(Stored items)
··········

use async_trait::async_trait;
use std::collections::HashMap;
use std::sync::{Arc, Mutex, MutexGuard};

use super::{AttemptRepository, QuizSessionRepository, StorageError, WordRepository};
use crate::models::{QuizAttempt, QuizSession, Word};

/// Process-local store used by tests and `APP_STORAGE=memory`.
#[derive(Clone, Default)]
pub struct InMemoryRepository {
    words: Arc<Mutex<HashMap<String, Word>>>,
    sessions: Arc<Mutex<HashMap<String, QuizSession>>>,
    attempts: Arc<Mutex<Vec<QuizAttempt>>>,
}

impl InMemoryRepository {
    pub fn new() -> Self {
        Self::default()
    }
}

fn lock<T>(mutex: &Mutex<T>) -> Result<MutexGuard<'_, T>, StorageError> {
    mutex
        .lock()
        .map_err(|e| StorageError::Connection(e.to_string()))
}

fn text_taken(words: &HashMap<String, Word>, text: &str, except_id: &str) -> bool {
    words
        .values()
        .any(|w| w.id != except_id && w.text.eq_ignore_ascii_case(text))
}

#[async_trait]
impl WordRepository for InMemoryRepository {
    async fn insert_word(&self, word: &Word) -> Result<(), StorageError> {
        let mut guard = lock(&self.words)?;
        if text_taken(&guard, &word.text, &word.id) {
            return Err(StorageError::Conflict(format!(
                "Word {} already exists",
                word.text
            )));
        }
        guard.insert(word.id.clone(), word.clone());
        Ok(())
    }

    async fn update_word(&self, word: &Word) -> Result<(), StorageError> {
        let mut guard = lock(&self.words)?;
        if !guard.contains_key(&word.id) {
            return Err(StorageError::NotFound("Word".to_string()));
        }
        if text_taken(&guard, &word.text, &word.id) {
            return Err(StorageError::Conflict(format!(
                "Word {} already exists",
                word.text
            )));
        }
        guard.insert(word.id.clone(), word.clone());
        Ok(())
    }

    async fn get_word(&self, id: &str) -> Result<Word, StorageError> {
        let guard = lock(&self.words)?;
        guard
            .get(id)
            .cloned()
            .ok_or_else(|| StorageError::NotFound("Word".to_string()))
    }

    async fn find_by_text(&self, text: &str) -> Result<Option<Word>, StorageError> {
        let guard = lock(&self.words)?;
        Ok(guard
            .values()
            .find(|w| w.text.eq_ignore_ascii_case(text))
            .cloned())
    }

    async fn list_words(&self, active_only: bool) -> Result<Vec<Word>, StorageError> {
        let guard = lock(&self.words)?;
        let mut words: Vec<Word> = guard
            .values()
            .filter(|w| !active_only || w.is_active)
            .cloned()
            .collect();
        words.sort_by(|a, b| a.text.cmp(&b.text));
        Ok(words)
    }

    async fn active_words_excluding(
        &self,
        exclude: &[String],
    ) -> Result<Vec<Word>, StorageError> {
        let guard = lock(&self.words)?;
        Ok(guard
            .values()
            .filter(|w| w.is_active && !exclude.contains(&w.id))
            .cloned()
            .collect())
    }

    async fn delete_word(&self, id: &str) -> Result<(), StorageError> {
        let mut guard = lock(&self.words)?;
        guard
            .remove(id)
            .map(|_| ())
            .ok_or_else(|| StorageError::NotFound("Word".to_string()))
    }

    async fn delete_words(&self, ids: &[String]) -> Result<u64, StorageError> {
        let mut guard = lock(&self.words)?;
        let deleted = ids.iter().filter(|id| guard.remove(*id).is_some()).count();
        Ok(deleted as u64)
    }

    async fn increment_usage(&self, id: &str) -> Result<(), StorageError> {
        let mut guard = lock(&self.words)?;
        if let Some(word) = guard.get_mut(id) {
            word.usage_count += 1;
        }
        Ok(())
    }
}

#[async_trait]
impl QuizSessionRepository for InMemoryRepository {
    async fn save_session(&self, session: &QuizSession) -> Result<(), StorageError> {
        let mut guard = lock(&self.sessions)?;
        guard.insert(session.id.clone(), session.clone());
        Ok(())
    }

    async fn save_session_with_attempt(
        &self,
        session: &QuizSession,
        attempt: &QuizAttempt,
    ) -> Result<(), StorageError> {
        // Sessions before attempts, both held until the end.
        let mut sessions = lock(&self.sessions)?;
        let mut attempts = lock(&self.attempts)?;
        attempts.push(attempt.clone());
        sessions.insert(session.id.clone(), session.clone());
        Ok(())
    }

    async fn get_session(&self, id: &str) -> Result<QuizSession, StorageError> {
        let guard = lock(&self.sessions)?;
        guard
            .get(id)
            .cloned()
            .ok_or_else(|| StorageError::NotFound("Session".to_string()))
    }

    async fn list_sessions(&self) -> Result<Vec<QuizSession>, StorageError> {
        let guard = lock(&self.sessions)?;
        let mut sessions: Vec<QuizSession> = guard.values().cloned().collect();
        sessions.sort_by(|a, b| b.created_at.cmp(&a.created_at));
        Ok(sessions)
    }
}

#[async_trait]
impl AttemptRepository for InMemoryRepository {
    async fn list_attempts(&self, session_id: &str) -> Result<Vec<QuizAttempt>, StorageError> {
        let guard = lock(&self.attempts)?;
        Ok(guard
            .iter()
            .filter(|a| a.session_id == session_id)
            .cloned()
            .collect())
    }
}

··········

*Exercise brief:*
Would you please filter the lines above and copy every one that includes "text"?

*Answer to the problem:*
fn text_taken(words: &HashMap<String, Word>, text: &str, except_id: &str) -> bool {
        .any(|w| w.id != except_id && w.text.eq_ignore_ascii_case(text))
        if text_taken(&guard, &word.text, &word.id) {
                word.text
        if text_taken(&guard, &word.text, &word.id) {
                word.text
    async fn find_by_text(&self, text: &str) -> Result<Option<Word>, StorageError> {
            .find(|w| w.text.eq_ignore_ascii_case(text))
        words.sort_by(|a, b| a.text.cmp(&b.text));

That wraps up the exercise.